*** Exercise materials ***

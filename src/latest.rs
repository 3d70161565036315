//! Best-effort latest-snapshot state, used only for the staleness banner.
//!
//! The producer refreshes `latest/` aliases every 30 minutes and keeps a
//! small state document next to them. Navigation never reads any of this;
//! a missing or broken document simply means "staleness unknown".

use crate::config::{FetchConfig, LatestConfig};
use crate::fetcher::{FetchError, Result};
use crate::model::CameraId;
use chrono::{DateTime, Duration, Utc};
use reqwest::Client;
use serde::Deserialize;
use std::collections::BTreeMap;
use tracing::debug;
use url::Url;

/// The `latest/index.json` document as served by storage.
#[derive(Debug, Clone, Deserialize)]
pub struct LatestStateDoc {
    /// Last producer run, RFC 3339.
    #[serde(default)]
    pub updated: Option<DateTime<Utc>>,
    #[serde(default)]
    pub snapshots: Vec<LatestSnapshot>,
}

#[derive(Debug, Clone, Deserialize)]
pub struct LatestSnapshot {
    pub preset: String,
    pub path: String,
    #[serde(default)]
    pub time: Option<String>,
}

/// Parsed latest state: the newest snapshot path per camera plus the
/// producer's last-updated timestamp.
#[derive(Debug, Clone)]
pub struct LatestState {
    pub updated: Option<DateTime<Utc>>,
    per_camera: BTreeMap<CameraId, String>,
}

impl LatestState {
    pub fn from_doc(doc: LatestStateDoc) -> Self {
        let per_camera = doc
            .snapshots
            .into_iter()
            .map(|snapshot| (CameraId::new(snapshot.preset), snapshot.path))
            .collect();
        Self {
            updated: doc.updated,
            per_camera,
        }
    }

    pub fn path_for(&self, camera: &CameraId) -> Option<&str> {
        self.per_camera.get(camera).map(String::as_str)
    }

    pub fn cameras(&self) -> impl Iterator<Item = &CameraId> {
        self.per_camera.keys()
    }

    /// Time since the producer last ran, `None` when unknown (or when the
    /// clock reads before the update, which means skew, not freshness).
    pub fn staleness(&self, now: DateTime<Utc>) -> Option<Duration> {
        let updated = self.updated?;
        let age = now.signed_duration_since(updated);
        (age >= Duration::zero()).then_some(age)
    }

    pub fn is_stale(&self, now: DateTime<Utc>, threshold: Duration) -> Option<bool> {
        self.staleness(now).map(|age| age > threshold)
    }
}

/// Fetches the latest-state document from the storage endpoint.
pub struct LatestStateClient {
    client: Client,
    url: Url,
}

impl LatestStateClient {
    pub fn new(base_url: &str, fetch: &FetchConfig) -> Result<Self> {
        let normalized = format!("{}/", base_url.trim_end_matches('/'));
        let url = Url::parse(&normalized)
            .and_then(|base| base.join("latest/index.json"))
            .map_err(|e| FetchError::Request(e.to_string()))?;

        let client = Client::builder()
            .connect_timeout(fetch.connect_timeout())
            .timeout(fetch.request_timeout())
            .user_agent(&fetch.user_agent)
            .build()
            .map_err(|e| FetchError::Request(e.to_string()))?;

        Ok(Self { client, url })
    }

    pub async fn fetch(&self) -> Result<LatestState> {
        debug!(url = %self.url, "Fetching latest state");
        let response = self
            .client
            .get(self.url.clone())
            .send()
            .await
            .map_err(|e| FetchError::Request(e.to_string()))?;

        let status = response.status();
        if !status.is_success() {
            return Err(FetchError::Status {
                status: status.as_u16(),
                url: self.url.to_string(),
            });
        }

        let doc = response
            .json::<LatestStateDoc>()
            .await
            .map_err(|e| FetchError::Decode(e.to_string()))?;
        Ok(LatestState::from_doc(doc))
    }
}

/// Staleness threshold from configuration.
pub fn stale_after(config: &LatestConfig) -> Duration {
    Duration::minutes(config.stale_after_minutes as i64)
}

#[cfg(test)]
mod tests {
    use super::*;

    fn state(json: &str) -> LatestState {
        LatestState::from_doc(serde_json::from_str(json).unwrap())
    }

    #[test]
    fn test_staleness_against_updated_timestamp() {
        let state = state(
            r#"{
                "updated": "2026-08-30T10:00:00Z",
                "snapshots": [
                    { "preset": "1", "path": "latest/snapshot_1.jpg", "time": "10:00" }
                ]
            }"#,
        );

        let now = "2026-08-30T11:30:00Z".parse::<DateTime<Utc>>().unwrap();
        assert_eq!(state.staleness(now), Some(Duration::minutes(90)));
        assert_eq!(state.is_stale(now, Duration::minutes(75)), Some(true));
        assert_eq!(state.is_stale(now, Duration::minutes(120)), Some(false));
    }

    #[test]
    fn test_missing_updated_means_unknown() {
        let state = state(r#"{ "snapshots": [] }"#);
        let now = Utc::now();
        assert_eq!(state.staleness(now), None);
        assert_eq!(state.is_stale(now, Duration::minutes(75)), None);
    }

    #[test]
    fn test_clock_skew_reads_as_unknown() {
        let state = state(r#"{ "updated": "2026-08-30T12:00:00Z", "snapshots": [] }"#);
        let earlier = "2026-08-30T11:00:00Z".parse::<DateTime<Utc>>().unwrap();
        assert_eq!(state.staleness(earlier), None);
    }

    #[test]
    fn test_per_camera_paths() {
        let state = state(
            r#"{
                "snapshots": [
                    { "preset": "2", "path": "latest/snapshot_2.jpg" },
                    { "preset": "1", "path": "latest/snapshot_1.jpg" }
                ]
            }"#,
        );

        assert_eq!(
            state.path_for(&CameraId::from("1")),
            Some("latest/snapshot_1.jpg")
        );
        assert_eq!(state.path_for(&CameraId::from("9")), None);

        let cameras: Vec<&str> = state.cameras().map(CameraId::as_str).collect();
        assert_eq!(cameras, vec!["1", "2"]);
    }
}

*** End of Exercise materials ***

▶ _Assignment_: Transcribe all of the records above without altering anything.

▶ _Answer space_:
filename src/latest.rs
repository 3d70161565036315
//! Best-effort latest-snapshot state, used only for the staleness banner.
//!
//! The producer refreshes `latest/` aliases every 30 minutes and keeps a
//! small state document next to them. Navigation never reads any of this;
//! a missing or broken document simply means "staleness unknown".

use crate::config::{FetchConfig, LatestConfig};
use crate::fetcher::{FetchError, Result};
use crate::model::CameraId;
use chrono::{DateTime, Duration, Utc};
use reqwest::Client;
use serde::Deserialize;
use std::collections::BTreeMap;
use tracing::debug;
use url::Url;

/// The `latest/index.json` document as served by storage.
#[derive(Debug, Clone, Deserialize)]
pub struct LatestStateDoc {
    /// Last producer run, RFC 3339.
    #[serde(default)]
    pub updated: Option<DateTime<Utc>>,
    #[serde(default)]
    pub snapshots: Vec<LatestSnapshot>,
}

#[derive(Debug, Clone, Deserialize)]
pub struct LatestSnapshot {
    pub preset: String,
    pub path: String,
    #[serde(default)]
    pub time: Option<String>,
}

/// Parsed latest state: the newest snapshot path per camera plus the
/// producer's last-updated timestamp.
#[derive(Debug, Clone)]
pub struct LatestState {
    pub updated: Option<DateTime<Utc>>,
    per_camera: BTreeMap<CameraId, String>,
}

impl LatestState {
    pub fn from_doc(doc: LatestStateDoc) -> Self {
        let per_camera = doc
            .snapshots
            .into_iter()
            .map(|snapshot| (CameraId::new(snapshot.preset), snapshot.path))
            .collect();
        Self {
            updated: doc.updated,
            per_camera,
        }
    }

    pub fn path_for(&self, camera: &CameraId) -> Option<&str> {
        self.per_camera.get(camera).map(String::as_str)
    }

    pub fn cameras(&self) -> impl Iterator<Item = &CameraId> {
        self.per_camera.keys()
    }

    /// Time since the producer last ran, `None` when unknown (or when the
    /// clock reads before the update, which means skew, not freshness).
    pub fn staleness(&self, now: DateTime<Utc>) -> Option<Duration> {
        let updated = self.updated?;
        let age = now.signed_duration_since(updated);
        (age >= Duration::zero()).then_some(age)
    }

    pub fn is_stale(&self, now: DateTime<Utc>, threshold: Duration) -> Option<bool> {
        self.staleness(now).map(|age| age > threshold)
    }
}

/// Fetches the latest-state document from the storage endpoint.
pub struct LatestStateClient {
    client: Client,
    url: Url,
}

impl LatestStateClient {
    pub fn new(base_url: &str, fetch: &FetchConfig) -> Result<Self> {
        let normalized = format!("{}/", base_url.trim_end_matches('/'));
        let url = Url::parse(&normalized)
            .and_then(|base| base.join("latest/index.json"))
            .map_err(|e| FetchError::Request(e.to_string()))?;

        let client = Client::builder()
            .connect_timeout(fetch.connect_timeout())
            .timeout(fetch.request_timeout())
            .user_agent(&fetch.user_agent)
            .build()
            .map_err(|e| FetchError::Request(e.to_string()))?;

        Ok(Self { client, url })
    }

    pub async fn fetch(&self) -> Result<LatestState> {
        debug!(url = %self.url, "Fetching latest state");
        let response = self
            .client
            .get(self.url.clone())
            .send()
            .await
            .map_err(|e| FetchError::Request(e.to_string()))?;

        let status = response.status();
        if !status.is_success() {
            return Err(FetchError::Status {
                status: status.as_u16(),
                url: self.url.to_string(),
            });
        }

        let doc = response
            .json::<LatestStateDoc>()
            .await
            .map_err(|e| FetchError::Decode(e.to_string()))?;
        Ok(LatestState::from_doc(doc))
    }
}

/// Staleness threshold from configuration.
pub fn stale_after(config: &LatestConfig) -> Duration {
    Duration::minutes(config.stale_after_minutes as i64)
}

#[cfg(test)]
mod tests {
    use super::*;

    fn state(json: &str) -> LatestState {
        LatestState::from_doc(serde_json::from_str(json).unwrap())
    }

    #[test]
    fn test_staleness_against_updated_timestamp() {
        let state = state(
            r#"{
                "updated": "2026-08-30T10:00:00Z",
                "snapshots": [
                    { "preset": "1", "path": "latest/snapshot_1.jpg", "time": "10:00" }
                ]
            }"#,
        );

        let now = "2026-08-30T11:30:00Z".parse::<DateTime<Utc>>().unwrap();
        assert_eq!(state.staleness(now), Some(Duration::minutes(90)));
        assert_eq!(state.is_stale(now, Duration::minutes(75)), Some(true));
        assert_eq!(state.is_stale(now, Duration::minutes(120)), Some(false));
    }

    #[test]
    fn test_missing_updated_means_unknown() {
        let state = state(r#"{ "snapshots": [] }"#);
        let now = Utc::now();
        assert_eq!(state.staleness(now), None);
        assert_eq!(state.is_stale(now, Duration::minutes(75)), None);
    }

    #[test]
    fn test_clock_skew_reads_as_unknown() {
        let state = state(r#"{ "updated": "2026-08-30T12:00:00Z", "snapshots": [] }"#);
        let earlier = "2026-08-30T11:00:00Z".parse::<DateTime<Utc>>().unwrap();
        assert_eq!(state.staleness(earlier), None);
    }

    #[test]
    fn test_per_camera_paths() {
        let state = state(
            r#"{
                "snapshots": [
                    { "preset": "2", "path": "latest/snapshot_2.jpg" },
                    { "preset": "1", "path": "latest/snapshot_1.jpg" }
                ]
            }"#,
        );

        assert_eq!(
            state.path_for(&CameraId::from("1")),
            Some("latest/snapshot_1.jpg")
        );
        assert_eq!(state.path_for(&CameraId::from("9")), None);

        let cameras: Vec<&str> = state.cameras().map(CameraId::as_str).collect();
        assert_eq!(cameras, vec!["1", "2"]);
    }
}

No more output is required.